Start of INFORMATION SUPPLIED
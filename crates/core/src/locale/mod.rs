mod error;
mod filter;
mod types;

pub use error::ItemValidationError;
pub use filter::{FilterField, LocaleFilter, WhereClause, LOCALE_ITEMS_TABLE};
pub use types::{is_blank, LocaleItem, UpsertReport};
use thiserror::Error;

#[derive(Debug, Error)]
pub enum AuthError {
    #[error("invalid OIDC state parameter")]
    InvalidState,

    #[error("login attempt expired")]
    FlowExpired,

    #[error("failed to exchange authorization code: {0}")]
    CodeExchange(String),

    #[error("invalid ID token: {0}")]
    InvalidToken(String),

    #[error("session not found")]
    SessionNotFound,

    #[error("session expired")]
    SessionExpired,

    #[error("storage error: {0}")]
    Storage(String),

    #[error("provider error: {0}")]
    Provider(String),
}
End of INFORMATION SUPPLIED
[DESCRIPTION OF THE TASK]: Only the lines holding the word "types" belong in the answer; copy them from the listing above.

[ANSWER FOR THIS EXERCISE]:
mod types;
pub use types::{is_blank, LocaleItem, UpsertReport};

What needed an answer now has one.